Items listed in a dataset:
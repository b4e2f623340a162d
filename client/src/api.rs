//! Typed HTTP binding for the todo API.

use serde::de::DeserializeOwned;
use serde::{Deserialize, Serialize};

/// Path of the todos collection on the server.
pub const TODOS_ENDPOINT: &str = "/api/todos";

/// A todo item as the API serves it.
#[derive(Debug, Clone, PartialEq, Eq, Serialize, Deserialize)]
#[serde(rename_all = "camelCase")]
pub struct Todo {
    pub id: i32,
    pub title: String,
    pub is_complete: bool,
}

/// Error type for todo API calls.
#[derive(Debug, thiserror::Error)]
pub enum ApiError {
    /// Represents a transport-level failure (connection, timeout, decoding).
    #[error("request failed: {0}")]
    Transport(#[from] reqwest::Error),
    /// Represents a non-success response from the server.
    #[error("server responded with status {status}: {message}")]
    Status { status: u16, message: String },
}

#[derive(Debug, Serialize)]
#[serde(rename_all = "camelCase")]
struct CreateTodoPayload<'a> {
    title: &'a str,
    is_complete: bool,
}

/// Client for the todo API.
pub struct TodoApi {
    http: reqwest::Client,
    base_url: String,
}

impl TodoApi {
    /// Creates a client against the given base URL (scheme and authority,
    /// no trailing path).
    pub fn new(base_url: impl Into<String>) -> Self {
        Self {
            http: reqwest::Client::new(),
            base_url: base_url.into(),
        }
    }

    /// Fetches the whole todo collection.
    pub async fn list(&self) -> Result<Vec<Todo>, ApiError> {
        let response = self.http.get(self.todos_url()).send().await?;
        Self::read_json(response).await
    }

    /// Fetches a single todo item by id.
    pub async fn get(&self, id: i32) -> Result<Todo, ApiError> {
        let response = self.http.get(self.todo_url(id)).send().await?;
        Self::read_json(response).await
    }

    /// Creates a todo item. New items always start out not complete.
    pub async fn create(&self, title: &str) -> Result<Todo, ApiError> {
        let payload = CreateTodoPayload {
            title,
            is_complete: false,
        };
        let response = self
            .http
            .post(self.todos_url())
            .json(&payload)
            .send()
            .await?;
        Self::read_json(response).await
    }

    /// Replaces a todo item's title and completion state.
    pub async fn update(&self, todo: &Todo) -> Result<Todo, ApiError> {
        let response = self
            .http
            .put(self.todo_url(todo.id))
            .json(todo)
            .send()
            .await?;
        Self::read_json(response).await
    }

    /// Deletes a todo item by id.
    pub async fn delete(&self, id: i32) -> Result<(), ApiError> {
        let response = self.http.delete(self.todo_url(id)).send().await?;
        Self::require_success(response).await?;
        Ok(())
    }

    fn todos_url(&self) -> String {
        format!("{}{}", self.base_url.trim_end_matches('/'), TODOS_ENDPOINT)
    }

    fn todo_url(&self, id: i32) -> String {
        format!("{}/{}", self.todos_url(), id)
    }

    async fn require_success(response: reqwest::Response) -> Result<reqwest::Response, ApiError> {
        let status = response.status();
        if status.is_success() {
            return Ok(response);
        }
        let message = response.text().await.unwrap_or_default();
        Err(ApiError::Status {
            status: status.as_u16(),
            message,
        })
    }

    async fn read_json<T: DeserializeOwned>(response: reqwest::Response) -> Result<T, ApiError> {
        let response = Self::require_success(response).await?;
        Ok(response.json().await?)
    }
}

* * *

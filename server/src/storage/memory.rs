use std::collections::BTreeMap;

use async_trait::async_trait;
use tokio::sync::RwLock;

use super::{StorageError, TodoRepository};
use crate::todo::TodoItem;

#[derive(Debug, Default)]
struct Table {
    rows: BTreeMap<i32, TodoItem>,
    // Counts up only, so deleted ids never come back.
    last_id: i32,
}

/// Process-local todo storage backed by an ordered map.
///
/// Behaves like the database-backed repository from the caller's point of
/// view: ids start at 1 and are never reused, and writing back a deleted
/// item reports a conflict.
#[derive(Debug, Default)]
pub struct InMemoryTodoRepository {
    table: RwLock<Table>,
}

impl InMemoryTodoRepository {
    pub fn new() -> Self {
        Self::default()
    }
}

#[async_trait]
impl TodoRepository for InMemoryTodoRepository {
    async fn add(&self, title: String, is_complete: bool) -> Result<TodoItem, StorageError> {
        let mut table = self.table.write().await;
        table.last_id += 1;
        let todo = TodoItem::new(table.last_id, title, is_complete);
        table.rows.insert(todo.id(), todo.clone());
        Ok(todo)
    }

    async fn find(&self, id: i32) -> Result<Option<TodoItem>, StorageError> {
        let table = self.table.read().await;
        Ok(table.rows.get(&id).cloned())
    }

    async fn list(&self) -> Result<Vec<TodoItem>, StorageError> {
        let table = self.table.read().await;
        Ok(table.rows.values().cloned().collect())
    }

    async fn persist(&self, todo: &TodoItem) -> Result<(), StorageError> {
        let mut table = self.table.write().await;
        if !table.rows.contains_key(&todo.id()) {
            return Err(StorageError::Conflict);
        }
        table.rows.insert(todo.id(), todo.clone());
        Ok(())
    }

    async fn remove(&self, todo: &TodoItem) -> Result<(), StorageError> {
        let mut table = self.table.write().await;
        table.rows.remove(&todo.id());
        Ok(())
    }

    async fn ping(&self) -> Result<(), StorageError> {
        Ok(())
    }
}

- What is expected:
Given the entries above, say how many lines include the word "Represents", and write nothing besides the number.

- Your response:
2